**Data supplied:**
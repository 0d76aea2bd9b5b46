//! Error types for the Payout Engine
//!
//! This module defines all error types that can occur while listing,
//! transitioning, exporting and reconciling payout requests.
//!
//! # Error Categories
//!
//! - **File I/O Errors**: File not found, permission denied, etc.
//! - **CSV Parsing Errors**: Malformed ledger, directory or report rows
//! - **Workflow Errors**: Unknown request, illegal status edge, missing unit
//! - **Reconciliation Errors**: Unresolvable destination, unmatched or unreadable report

use super::payout::{BeneficiaryId, PayoutStatus, RequestId};
use thiserror::Error;

/// Main error type for the payout engine
///
/// Single-item operations surface these directly. Bulk and import operations
/// collect them per item alongside their successes instead of aborting.
#[derive(Debug, Clone, PartialEq, Error)]
pub enum PayoutError {
    /// File not found at the specified path
    ///
    /// This is a fatal error that prevents processing from starting.
    #[error("File not found: {path}")]
    FileNotFound {
        /// The path that was not found
        path: String,
    },

    /// I/O error occurred while reading or writing files
    #[error("I/O error: {message}")]
    IoError {
        /// Description of the I/O error
        message: String,
    },

    /// CSV parsing error occurred
    #[error("CSV parse error{}: {message}", line.map(|l| format!(" at line {}", l)).unwrap_or_default())]
    ParseError {
        /// Line number where the error occurred (if available)
        line: Option<u64>,
        /// Description of the parsing error
        message: String,
    },

    /// No payout request with this id exists in the ledger
    #[error("Payout request {id} not found")]
    NotFound {
        /// The unknown request id
        id: RequestId,
    },

    /// The requested status edge is not part of the transition graph
    ///
    /// Always returned for attempts to leave a terminal status.
    #[error("Invalid transition for payout request {id}: {from} -> {to}")]
    InvalidTransition {
        /// Request id
        id: RequestId,
        /// Status read at call time
        from: PayoutStatus,
        /// Requested target status
        to: PayoutStatus,
    },

    /// Neither the request nor the beneficiary directory carries a destination
    #[error("No payment method resolved for payout request {id}")]
    UnresolvedPaymentMethod {
        /// Request id
        id: RequestId,
    },

    /// A completion report row references an id the ledger does not know
    #[error("Report row at line {line} references unknown payout request {request_id}")]
    ImportRowMismatch {
        /// Report line number (header is line 1)
        line: u64,
        /// Id as written in the report
        request_id: String,
    },

    /// The completion report cannot be read as a report at all
    #[error("Malformed import file: {message}")]
    MalformedImportFile {
        /// What made the file unreadable
        message: String,
    },

    /// The beneficiary has no pending aggregated unit
    #[error("No pending payout unit for beneficiary {beneficiary}")]
    UnitNotFound {
        /// Beneficiary id
        beneficiary: BeneficiaryId,
    },
}

// Conversion from io::Error to PayoutError
impl From<std::io::Error> for PayoutError {
    fn from(error: std::io::Error) -> Self {
        PayoutError::IoError {
            message: error.to_string(),
        }
    }
}

// Conversion from csv::Error to PayoutError
impl From<csv::Error> for PayoutError {
    fn from(error: csv::Error) -> Self {
        // Extract line number if available
        let line = error.position().map(|pos| pos.line());

        PayoutError::ParseError {
            line,
            message: error.to_string(),
        }
    }
}

// Helper functions for creating common errors

impl PayoutError {
    /// Create a NotFound error
    pub fn not_found(id: RequestId) -> Self {
        PayoutError::NotFound { id }
    }

    /// Create an InvalidTransition error
    pub fn invalid_transition(id: RequestId, from: PayoutStatus, to: PayoutStatus) -> Self {
        PayoutError::InvalidTransition { id, from, to }
    }

    /// Create an UnresolvedPaymentMethod error
    pub fn unresolved_payment_method(id: RequestId) -> Self {
        PayoutError::UnresolvedPaymentMethod { id }
    }

    /// Create an ImportRowMismatch error
    pub fn import_row_mismatch(line: u64, request_id: &str) -> Self {
        PayoutError::ImportRowMismatch {
            line,
            request_id: request_id.to_string(),
        }
    }

    /// Create a MalformedImportFile error
    pub fn malformed_import_file(message: &str) -> Self {
        PayoutError::MalformedImportFile {
            message: message.to_string(),
        }
    }

    /// Create a ParseError error
    pub fn parse_error(line: Option<u64>, message: &str) -> Self {
        PayoutError::ParseError {
            line,
            message: message.to_string(),
        }
    }
}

**Work item:** Copy each line of the listing verbatim.

**Exercise result:**
repository 0d76aea2bd9b5b46
//! Error types for the Payout Engine
//!
//! This module defines all error types that can occur while listing,
//! transitioning, exporting and reconciling payout requests.
//!
//! # Error Categories
//!
//! - **File I/O Errors**: File not found, permission denied, etc.
//! - **CSV Parsing Errors**: Malformed ledger, directory or report rows
//! - **Workflow Errors**: Unknown request, illegal status edge, missing unit
//! - **Reconciliation Errors**: Unresolvable destination, unmatched or unreadable report

use super::payout::{BeneficiaryId, PayoutStatus, RequestId};
use thiserror::Error;

/// Main error type for the payout engine
///
/// Single-item operations surface these directly. Bulk and import operations
/// collect them per item alongside their successes instead of aborting.
#[derive(Debug, Clone, PartialEq, Error)]
pub enum PayoutError {
    /// File not found at the specified path
    ///
    /// This is a fatal error that prevents processing from starting.
    #[error("File not found: {path}")]
    FileNotFound {
        /// The path that was not found
        path: String,
    },

    /// I/O error occurred while reading or writing files
    #[error("I/O error: {message}")]
    IoError {
        /// Description of the I/O error
        message: String,
    },

    /// CSV parsing error occurred
    #[error("CSV parse error{}: {message}", line.map(|l| format!(" at line {}", l)).unwrap_or_default())]
    ParseError {
        /// Line number where the error occurred (if available)
        line: Option<u64>,
        /// Description of the parsing error
        message: String,
    },

    /// No payout request with this id exists in the ledger
    #[error("Payout request {id} not found")]
    NotFound {
        /// The unknown request id
        id: RequestId,
    },

    /// The requested status edge is not part of the transition graph
    ///
    /// Always returned for attempts to leave a terminal status.
    #[error("Invalid transition for payout request {id}: {from} -> {to}")]
    InvalidTransition {
        /// Request id
        id: RequestId,
        /// Status read at call time
        from: PayoutStatus,
        /// Requested target status
        to: PayoutStatus,
    },

    /// Neither the request nor the beneficiary directory carries a destination
    #[error("No payment method resolved for payout request {id}")]
    UnresolvedPaymentMethod {
        /// Request id
        id: RequestId,
    },

    /// A completion report row references an id the ledger does not know
    #[error("Report row at line {line} references unknown payout request {request_id}")]
    ImportRowMismatch {
        /// Report line number (header is line 1)
        line: u64,
        /// Id as written in the report
        request_id: String,
    },

    /// The completion report cannot be read as a report at all
    #[error("Malformed import file: {message}")]
    MalformedImportFile {
        /// What made the file unreadable
        message: String,
    },

    /// The beneficiary has no pending aggregated unit
    #[error("No pending payout unit for beneficiary {beneficiary}")]
    UnitNotFound {
        /// Beneficiary id
        beneficiary: BeneficiaryId,
    },
}

// Conversion from io::Error to PayoutError
impl From<std::io::Error> for PayoutError {
    fn from(error: std::io::Error) -> Self {
        PayoutError::IoError {
            message: error.to_string(),
        }
    }
}

// Conversion from csv::Error to PayoutError
impl From<csv::Error> for PayoutError {
    fn from(error: csv::Error) -> Self {
        // Extract line number if available
        let line = error.position().map(|pos| pos.line());

        PayoutError::ParseError {
            line,
            message: error.to_string(),
        }
    }
}

// Helper functions for creating common errors

impl PayoutError {
    /// Create a NotFound error
    pub fn not_found(id: RequestId) -> Self {
        PayoutError::NotFound { id }
    }

    /// Create an InvalidTransition error
    pub fn invalid_transition(id: RequestId, from: PayoutStatus, to: PayoutStatus) -> Self {
        PayoutError::InvalidTransition { id, from, to }
    }

    /// Create an UnresolvedPaymentMethod error
    pub fn unresolved_payment_method(id: RequestId) -> Self {
        PayoutError::UnresolvedPaymentMethod { id }
    }

    /// Create an ImportRowMismatch error
    pub fn import_row_mismatch(line: u64, request_id: &str) -> Self {
        PayoutError::ImportRowMismatch {
            line,
            request_id: request_id.to_string(),
        }
    }

    /// Create a MalformedImportFile error
    pub fn malformed_import_file(message: &str) -> Self {
        PayoutError::MalformedImportFile {
            message: message.to_string(),
        }
    }

    /// Create a ParseError error
    pub fn parse_error(line: Option<u64>, message: &str) -> Self {
        PayoutError::ParseError {
            line,
            message: message.to_string(),
        }
    }
}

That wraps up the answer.